| EXERCISE BRIEF |
Repeat the data precisely as given.

Collected data entries
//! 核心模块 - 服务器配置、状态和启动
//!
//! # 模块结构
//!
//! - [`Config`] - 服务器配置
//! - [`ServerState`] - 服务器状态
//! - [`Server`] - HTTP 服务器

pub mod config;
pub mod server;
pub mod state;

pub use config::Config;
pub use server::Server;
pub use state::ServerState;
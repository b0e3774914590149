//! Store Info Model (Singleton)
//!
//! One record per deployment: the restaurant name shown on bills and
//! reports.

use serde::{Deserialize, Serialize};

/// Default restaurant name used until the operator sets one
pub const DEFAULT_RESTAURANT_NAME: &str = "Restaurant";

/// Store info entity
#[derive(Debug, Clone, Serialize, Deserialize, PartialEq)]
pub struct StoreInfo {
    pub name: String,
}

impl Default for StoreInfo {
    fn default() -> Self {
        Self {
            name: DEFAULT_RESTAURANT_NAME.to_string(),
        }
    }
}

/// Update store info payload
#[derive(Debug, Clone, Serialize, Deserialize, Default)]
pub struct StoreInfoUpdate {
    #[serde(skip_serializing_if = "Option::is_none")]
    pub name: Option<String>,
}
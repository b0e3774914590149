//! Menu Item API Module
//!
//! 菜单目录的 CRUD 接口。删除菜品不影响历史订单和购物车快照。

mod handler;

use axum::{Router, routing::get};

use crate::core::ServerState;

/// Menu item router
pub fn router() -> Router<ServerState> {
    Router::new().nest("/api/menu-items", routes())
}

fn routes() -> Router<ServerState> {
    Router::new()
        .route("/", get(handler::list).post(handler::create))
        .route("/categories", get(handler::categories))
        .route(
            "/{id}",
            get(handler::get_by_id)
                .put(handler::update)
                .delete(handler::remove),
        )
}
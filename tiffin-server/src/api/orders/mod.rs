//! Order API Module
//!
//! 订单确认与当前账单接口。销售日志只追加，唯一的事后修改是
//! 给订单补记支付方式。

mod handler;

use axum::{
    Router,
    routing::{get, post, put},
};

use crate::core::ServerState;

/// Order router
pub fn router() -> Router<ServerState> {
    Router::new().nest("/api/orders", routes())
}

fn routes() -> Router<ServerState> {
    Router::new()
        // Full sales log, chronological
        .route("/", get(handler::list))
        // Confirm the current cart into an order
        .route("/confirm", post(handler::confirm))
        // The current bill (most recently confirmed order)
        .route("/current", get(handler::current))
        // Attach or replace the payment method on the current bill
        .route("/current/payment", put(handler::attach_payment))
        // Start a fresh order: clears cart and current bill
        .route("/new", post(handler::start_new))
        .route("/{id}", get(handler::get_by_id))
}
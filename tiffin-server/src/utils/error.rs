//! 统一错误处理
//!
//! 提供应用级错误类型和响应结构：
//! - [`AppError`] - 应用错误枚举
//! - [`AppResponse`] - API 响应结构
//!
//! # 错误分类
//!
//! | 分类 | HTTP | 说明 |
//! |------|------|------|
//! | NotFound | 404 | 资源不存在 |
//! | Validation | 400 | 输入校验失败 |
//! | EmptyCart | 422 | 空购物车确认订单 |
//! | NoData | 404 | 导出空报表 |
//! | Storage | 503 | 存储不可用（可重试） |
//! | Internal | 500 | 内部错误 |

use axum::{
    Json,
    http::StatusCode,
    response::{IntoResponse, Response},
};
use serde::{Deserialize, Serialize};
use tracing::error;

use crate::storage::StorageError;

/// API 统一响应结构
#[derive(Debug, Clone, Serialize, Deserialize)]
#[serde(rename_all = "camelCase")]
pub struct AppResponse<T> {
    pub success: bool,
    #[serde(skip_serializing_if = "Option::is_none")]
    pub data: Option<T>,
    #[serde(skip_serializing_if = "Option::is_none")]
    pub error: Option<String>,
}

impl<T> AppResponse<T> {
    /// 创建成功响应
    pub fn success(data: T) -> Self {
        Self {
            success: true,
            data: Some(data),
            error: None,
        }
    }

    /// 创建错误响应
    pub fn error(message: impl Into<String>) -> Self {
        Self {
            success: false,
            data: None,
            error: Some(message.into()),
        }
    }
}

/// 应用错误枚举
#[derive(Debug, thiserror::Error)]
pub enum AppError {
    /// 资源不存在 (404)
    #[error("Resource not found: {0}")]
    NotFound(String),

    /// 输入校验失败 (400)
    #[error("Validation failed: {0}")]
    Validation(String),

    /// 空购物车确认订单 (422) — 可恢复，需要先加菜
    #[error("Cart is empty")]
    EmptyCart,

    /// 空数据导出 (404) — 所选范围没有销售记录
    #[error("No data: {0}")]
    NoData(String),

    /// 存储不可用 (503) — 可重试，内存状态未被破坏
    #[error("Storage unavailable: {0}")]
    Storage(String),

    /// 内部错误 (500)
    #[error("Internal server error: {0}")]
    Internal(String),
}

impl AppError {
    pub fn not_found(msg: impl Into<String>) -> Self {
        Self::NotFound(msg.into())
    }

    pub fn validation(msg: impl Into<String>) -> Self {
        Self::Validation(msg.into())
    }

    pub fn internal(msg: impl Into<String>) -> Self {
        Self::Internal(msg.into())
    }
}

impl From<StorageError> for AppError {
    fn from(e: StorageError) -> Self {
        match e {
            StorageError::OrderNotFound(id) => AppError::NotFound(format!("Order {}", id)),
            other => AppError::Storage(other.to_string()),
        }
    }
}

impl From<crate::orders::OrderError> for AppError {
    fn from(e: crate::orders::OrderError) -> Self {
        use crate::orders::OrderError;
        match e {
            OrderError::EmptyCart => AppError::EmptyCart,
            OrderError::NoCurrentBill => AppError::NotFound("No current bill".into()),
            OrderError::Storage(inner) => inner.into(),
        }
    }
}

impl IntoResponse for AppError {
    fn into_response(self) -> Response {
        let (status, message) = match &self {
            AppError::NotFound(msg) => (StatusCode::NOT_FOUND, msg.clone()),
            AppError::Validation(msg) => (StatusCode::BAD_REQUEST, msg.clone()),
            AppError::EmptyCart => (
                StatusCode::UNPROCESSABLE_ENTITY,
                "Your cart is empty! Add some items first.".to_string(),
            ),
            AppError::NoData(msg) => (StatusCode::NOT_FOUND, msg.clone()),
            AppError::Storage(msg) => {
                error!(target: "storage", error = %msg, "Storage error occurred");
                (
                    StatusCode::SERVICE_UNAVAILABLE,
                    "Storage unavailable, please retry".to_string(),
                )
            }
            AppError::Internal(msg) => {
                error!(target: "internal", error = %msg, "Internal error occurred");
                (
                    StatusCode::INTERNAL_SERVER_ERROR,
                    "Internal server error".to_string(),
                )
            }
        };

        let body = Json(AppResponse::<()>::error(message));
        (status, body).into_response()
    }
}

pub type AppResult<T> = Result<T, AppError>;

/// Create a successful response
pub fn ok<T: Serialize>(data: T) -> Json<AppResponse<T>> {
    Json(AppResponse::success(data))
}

| EXERCISE RESULT |
//! 核心模块 - 服务器配置、状态和启动
//!
//! # 模块结构
//!
//! - [`Config`] - 服务器配置
//! - [`ServerState`] - 服务器状态
//! - [`Server`] - HTTP 服务器

pub mod config;
pub mod server;
pub mod state;

pub use config::Config;
pub use server::Server;
pub use state::ServerState;
repository b0e3774914590149
//! Store Info Model (Singleton)
//!
//! One record per deployment: the restaurant name shown on bills and
//! reports.

use serde::{Deserialize, Serialize};

/// Default restaurant name used until the operator sets one
pub const DEFAULT_RESTAURANT_NAME: &str = "Restaurant";

/// Store info entity
#[derive(Debug, Clone, Serialize, Deserialize, PartialEq)]
pub struct StoreInfo {
    pub name: String,
}

impl Default for StoreInfo {
    fn default() -> Self {
        Self {
            name: DEFAULT_RESTAURANT_NAME.to_string(),
        }
    }
}

/// Update store info payload
#[derive(Debug, Clone, Serialize, Deserialize, Default)]
pub struct StoreInfoUpdate {
    #[serde(skip_serializing_if = "Option::is_none")]
    pub name: Option<String>,
}
repository b0e3774914590149
//! Menu Item API Module
//!
//! 菜单目录的 CRUD 接口。删除菜品不影响历史订单和购物车快照。

mod handler;

use axum::{Router, routing::get};

use crate::core::ServerState;

/// Menu item router
pub fn router() -> Router<ServerState> {
    Router::new().nest("/api/menu-items", routes())
}

fn routes() -> Router<ServerState> {
    Router::new()
        .route("/", get(handler::list).post(handler::create))
        .route("/categories", get(handler::categories))
        .route(
            "/{id}",
            get(handler::get_by_id)
                .put(handler::update)
                .delete(handler::remove),
        )
}
filename tiffin-server/src/api/orders/mod.rs
//! Order API Module
//!
//! 订单确认与当前账单接口。销售日志只追加，唯一的事后修改是
//! 给订单补记支付方式。

mod handler;

use axum::{
    Router,
    routing::{get, post, put},
};

use crate::core::ServerState;

/// Order router
pub fn router() -> Router<ServerState> {
    Router::new().nest("/api/orders", routes())
}

fn routes() -> Router<ServerState> {
    Router::new()
        // Full sales log, chronological
        .route("/", get(handler::list))
        // Confirm the current cart into an order
        .route("/confirm", post(handler::confirm))
        // The current bill (most recently confirmed order)
        .route("/current", get(handler::current))
        // Attach or replace the payment method on the current bill
        .route("/current/payment", put(handler::attach_payment))
        // Start a fresh order: clears cart and current bill
        .route("/new", post(handler::start_new))
        .route("/{id}", get(handler::get_by_id))
}
filename tiffin-server/src/utils/error.rs
//! 统一错误处理
//!
//! 提供应用级错误类型和响应结构：
//! - [`AppError`] - 应用错误枚举
//! - [`AppResponse`] - API 响应结构
//!
//! # 错误分类
//!
//! | 分类 | HTTP | 说明 |
//! |------|------|------|
//! | NotFound | 404 | 资源不存在 |
//! | Validation | 400 | 输入校验失败 |
//! | EmptyCart | 422 | 空购物车确认订单 |
//! | NoData | 404 | 导出空报表 |
//! | Storage | 503 | 存储不可用（可重试） |
//! | Internal | 500 | 内部错误 |

use axum::{
    Json,
    http::StatusCode,
    response::{IntoResponse, Response},
};
use serde::{Deserialize, Serialize};
use tracing::error;

use crate::storage::StorageError;

/// API 统一响应结构
#[derive(Debug, Clone, Serialize, Deserialize)]
#[serde(rename_all = "camelCase")]
pub struct AppResponse<T> {
    pub success: bool,
    #[serde(skip_serializing_if = "Option::is_none")]
    pub data: Option<T>,
    #[serde(skip_serializing_if = "Option::is_none")]
    pub error: Option<String>,
}

impl<T> AppResponse<T> {
    /// 创建成功响应
    pub fn success(data: T) -> Self {
        Self {
            success: true,
            data: Some(data),
            error: None,
        }
    }

    /// 创建错误响应
    pub fn error(message: impl Into<String>) -> Self {
        Self {
            success: false,
            data: None,
            error: Some(message.into()),
        }
    }
}

/// 应用错误枚举
#[derive(Debug, thiserror::Error)]
pub enum AppError {
    /// 资源不存在 (404)
    #[error("Resource not found: {0}")]
    NotFound(String),

    /// 输入校验失败 (400)
    #[error("Validation failed: {0}")]
    Validation(String),

    /// 空购物车确认订单 (422) — 可恢复，需要先加菜
    #[error("Cart is empty")]
    EmptyCart,

    /// 空数据导出 (404) — 所选范围没有销售记录
    #[error("No data: {0}")]
    NoData(String),

    /// 存储不可用 (503) — 可重试，内存状态未被破坏
    #[error("Storage unavailable: {0}")]
    Storage(String),

    /// 内部错误 (500)
    #[error("Internal server error: {0}")]
    Internal(String),
}

impl AppError {
    pub fn not_found(msg: impl Into<String>) -> Self {
        Self::NotFound(msg.into())
    }

    pub fn validation(msg: impl Into<String>) -> Self {
        Self::Validation(msg.into())
    }

    pub fn internal(msg: impl Into<String>) -> Self {
        Self::Internal(msg.into())
    }
}

impl From<StorageError> for AppError {
    fn from(e: StorageError) -> Self {
        match e {
            StorageError::OrderNotFound(id) => AppError::NotFound(format!("Order {}", id)),
            other => AppError::Storage(other.to_string()),
        }
    }
}

impl From<crate::orders::OrderError> for AppError {
    fn from(e: crate::orders::OrderError) -> Self {
        use crate::orders::OrderError;
        match e {
            OrderError::EmptyCart => AppError::EmptyCart,
            OrderError::NoCurrentBill => AppError::NotFound("No current bill".into()),
            OrderError::Storage(inner) => inner.into(),
        }
    }
}

impl IntoResponse for AppError {
    fn into_response(self) -> Response {
        let (status, message) = match &self {
            AppError::NotFound(msg) => (StatusCode::NOT_FOUND, msg.clone()),
            AppError::Validation(msg) => (StatusCode::BAD_REQUEST, msg.clone()),
            AppError::EmptyCart => (
                StatusCode::UNPROCESSABLE_ENTITY,
                "Your cart is empty! Add some items first.".to_string(),
            ),
            AppError::NoData(msg) => (StatusCode::NOT_FOUND, msg.clone()),
            AppError::Storage(msg) => {
                error!(target: "storage", error = %msg, "Storage error occurred");
                (
                    StatusCode::SERVICE_UNAVAILABLE,
                    "Storage unavailable, please retry".to_string(),
                )
            }
            AppError::Internal(msg) => {
                error!(target: "internal", error = %msg, "Internal error occurred");
                (
                    StatusCode::INTERNAL_SERVER_ERROR,
                    "Internal server error".to_string(),
                )
            }
        };

        let body = Json(AppResponse::<()>::error(message));
        (status, body).into_response()
    }
}

pub type AppResult<T> = Result<T, AppError>;

/// Create a successful response
pub fn ok<T: Serialize>(data: T) -> Json<AppResponse<T>> {
    Json(AppResponse::success(data))
}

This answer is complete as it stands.